Provided records:
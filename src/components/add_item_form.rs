//! Add Item Form Component
//!
//! Form for creating master list items with a category selector.

use grocery_core::actions;
use grocery_core::domain::{category_emoji, parse_quantity, CATEGORIES, DEFAULT_CATEGORY};
use grocery_core::MasterItemDraft;
use leptos::html;
use leptos::prelude::*;

use crate::context::use_app_context;
use crate::store::AppStateStoreFields;

#[component]
pub fn AddItemForm() -> impl IntoView {
    let ctx = use_app_context();
    let store = ctx.store;

    let (name, set_name) = signal(String::new());
    let (category, set_category) = signal(DEFAULT_CATEGORY.to_string());
    let (quantity, set_quantity) = signal(String::from("1"));
    let name_input = NodeRef::<html::Input>::new();

    // Focus the name field when the form opens
    Effect::new(move |_| {
        if let Some(input) = name_input.get() {
            let _ = input.focus();
        }
    });

    let on_submit = move |ev: web_sys::SubmitEvent| {
        ev.prevent_default();
        let draft = MasterItemDraft::new(name.get_untracked())
            .with_category(category.get_untracked());
        let draft = match parse_quantity(&quantity.get_untracked()) {
            Some(qty) => draft.with_quantity(qty),
            None => draft,
        };

        match actions::submit_master_item(&ctx.repo(), draft) {
            Ok(notice) => {
                set_name.set(String::new());
                set_category.set(DEFAULT_CATEGORY.to_string());
                set_quantity.set(String::from("1"));
                store.show_add_form().set(false);
                ctx.report(Ok(notice));
            }
            Err(e) => ctx.notify(e.notice()),
        }
    };

    view! {
        <form id="add-item-form" class="add-item-form" on:submit=on_submit>
            <input
                type="text"
                id="item-name"
                node_ref=name_input
                placeholder="Item name"
                prop:value=move || name.get()
                on:input=move |ev| set_name.set(event_target_value(&ev))
            />
            <select id="item-category" on:change=move |ev| set_category.set(event_target_value(&ev))>
                {CATEGORIES.into_iter().map(|c| {
                    view! {
                        <option value=c prop:selected=move || category.get() == c>
                            {category_emoji(c)} " " {c}
                        </option>
                    }
                }).collect_view()}
            </select>
            <input
                type="number"
                id="item-quantity"
                min="1"
                prop:value=move || quantity.get()
                on:input=move |ev| set_quantity.set(event_target_value(&ev))
            />
            <button type="submit" class="btn btn-primary">"Add to Master List"</button>
        </form>
    }
}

Instructions for the task:
Your task is to quote all of the data word for word.

Task answer:
filename src/components/add_item_form.rs
//! Add Item Form Component
//!
//! Form for creating master list items with a category selector.

use grocery_core::actions;
use grocery_core::domain::{category_emoji, parse_quantity, CATEGORIES, DEFAULT_CATEGORY};
use grocery_core::MasterItemDraft;
use leptos::html;
use leptos::prelude::*;

use crate::context::use_app_context;
use crate::store::AppStateStoreFields;

#[component]
pub fn AddItemForm() -> impl IntoView {
    let ctx = use_app_context();
    let store = ctx.store;

    let (name, set_name) = signal(String::new());
    let (category, set_category) = signal(DEFAULT_CATEGORY.to_string());
    let (quantity, set_quantity) = signal(String::from("1"));
    let name_input = NodeRef::<html::Input>::new();

    // Focus the name field when the form opens
    Effect::new(move |_| {
        if let Some(input) = name_input.get() {
            let _ = input.focus();
        }
    });

    let on_submit = move |ev: web_sys::SubmitEvent| {
        ev.prevent_default();
        let draft = MasterItemDraft::new(name.get_untracked())
            .with_category(category.get_untracked());
        let draft = match parse_quantity(&quantity.get_untracked()) {
            Some(qty) => draft.with_quantity(qty),
            None => draft,
        };

        match actions::submit_master_item(&ctx.repo(), draft) {
            Ok(notice) => {
                set_name.set(String::new());
                set_category.set(DEFAULT_CATEGORY.to_string());
                set_quantity.set(String::from("1"));
                store.show_add_form().set(false);
                ctx.report(Ok(notice));
            }
            Err(e) => ctx.notify(e.notice()),
        }
    };

    view! {
        <form id="add-item-form" class="add-item-form" on:submit=on_submit>
            <input
                type="text"
                id="item-name"
                node_ref=name_input
                placeholder="Item name"
                prop:value=move || name.get()
                on:input=move |ev| set_name.set(event_target_value(&ev))
            />
            <select id="item-category" on:change=move |ev| set_category.set(event_target_value(&ev))>
                {CATEGORIES.into_iter().map(|c| {
                    view! {
                        <option value=c prop:selected=move || category.get() == c>
                            {category_emoji(c)} " " {c}
                        </option>
                    }
                }).collect_view()}
            </select>
            <input
                type="number"
                id="item-quantity"
                min="1"
                prop:value=move || quantity.get()
                on:input=move |ev| set_quantity.set(event_target_value(&ev))
            />
            <button type="submit" class="btn btn-primary">"Add to Master List"</button>
        </form>
    }
}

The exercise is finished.